Despite the clarification, OpenAI’s relationship with the US government appears poised to deepen. Friar emphasized that Washington has been “forward leaning” in its approach to artificial intelligence, calling it a “national strategic asset.”
Experts predict that as AI infrastructure becomes increasingly critical to economic and national security, public private collaboration will intensify even if formal guarantees never materialize.
“The US government doesn’t need to write OpenAI a check,” said Keller, the Stanford professor. “But it can shape the ecosystem through grants, regulatory frameworks, and strategic partnerships that ensure America leads in AI development.”
OpenAI’s financial ambitions also highlight broader questions about the sustainability of large scale AI growth.
Energy consumption, supply chain constraints, and environmental impact remain ongoing challenges as companies race to deploy generative AI worldwide.

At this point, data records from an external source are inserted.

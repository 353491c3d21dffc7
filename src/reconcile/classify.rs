use tracing::debug;

use crate::eth_rpc::{ProviderError, WalletProvider};
use crate::ledger::TxStatus;

/// Blocks an explorer transaction needs on top of it before it counts as
/// confirmed.
pub const CONFIRMATION_THRESHOLD: u64 = 12;

pub fn status_from_confirmations(confirmations: u64) -> TxStatus {
    if confirmations > CONFIRMATION_THRESHOLD {
        TxStatus::Confirmed
    } else {
        TxStatus::Pending
    }
}

/// Asks the provider for the transaction and its receipt. Unknown
/// transactions and missing receipts are pending; a receipt decides between
/// confirmed and failed. Runs once per call, there is no polling.
pub async fn classify<P>(provider: &P, hash: &str) -> Result<TxStatus, ProviderError>
where
    P: WalletProvider + ?Sized,
{
    if provider.get_transaction(hash).await?.is_none() {
        debug!("{} unknown to provider, treating as pending", hash);
        return Ok(TxStatus::Pending);
    }

    let status = match provider.get_transaction_receipt(hash).await? {
        None => TxStatus::Pending,
        Some(receipt) if receipt.is_success() => TxStatus::Confirmed,
        Some(_) => TxStatus::Failed,
    };
    debug!("{} classified as {}", hash, status);
    Ok(status)
}

#[cfg(test)]
mod tests {
    use super::*;
    use crate::eth_rpc::mock::MockProvider;

    #[test]
    fn test_confirmation_threshold() {
        assert_eq!(status_from_confirmations(0), TxStatus::Pending);
        assert_eq!(status_from_confirmations(12), TxStatus::Pending);
        assert_eq!(status_from_confirmations(13), TxStatus::Confirmed);
        assert_eq!(status_from_confirmations(20), TxStatus::Confirmed);
    }

    #[tokio::test]
    async fn test_unknown_transaction_is_pending() {
        let provider = MockProvider::new();
        assert_eq!(classify(&provider, "0xnope").await.unwrap(), TxStatus::Pending);
    }

    #[tokio::test]
    async fn test_missing_receipt_is_pending() {
        let provider = MockProvider::new();
        provider.insert_transaction("0xa");
        assert_eq!(classify(&provider, "0xa").await.unwrap(), TxStatus::Pending);
    }

    #[tokio::test]
    async fn test_receipt_outcome() {
        let provider = MockProvider::new();
        provider.insert_transaction("0xok");
        provider.insert_receipt("0xok", true);
        provider.insert_transaction("0xbad");
        provider.insert_receipt("0xbad", false);

        assert_eq!(classify(&provider, "0xok").await.unwrap(), TxStatus::Confirmed);
        assert_eq!(classify(&provider, "0xbad").await.unwrap(), TxStatus::Failed);
    }

    #[tokio::test]
    async fn test_final_status_is_stable() {
        let provider = MockProvider::new();
        provider.insert_transaction("0xa");
        provider.insert_receipt("0xa", true);

        let first = classify(&provider, "0xa").await.unwrap();
        assert!(first.is_final());
        for _ in 0..3 {
            assert_eq!(classify(&provider, "0xa").await.unwrap(), first);
        }
    }

    #[tokio::test]
    async fn test_provider_errors_propagate() {
        let provider = MockProvider::new();
        provider.set_unavailable(true);
        assert!(matches!(
            classify(&provider, "0xa").await,
            Err(ProviderError::Unavailable(_))
        ));
    }
}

Sarah Friar’s clarification underscores the delicate balance OpenAI must strike between ambition and accountability.
As the company pursues trillion dollar infrastructure projects, it faces the dual challenge of maintaining investor confidence and managing public perception.
For now, OpenAI remains committed to private sector leadership in its infrastructure drive, even as it acknowledges the government’s strategic role.
“AI is not just a business opportunity,” Friar wrote. “It’s an industrial and national imperative.” Whether that imperative can be sustained without direct federal backing may determine the shape of America’s AI future.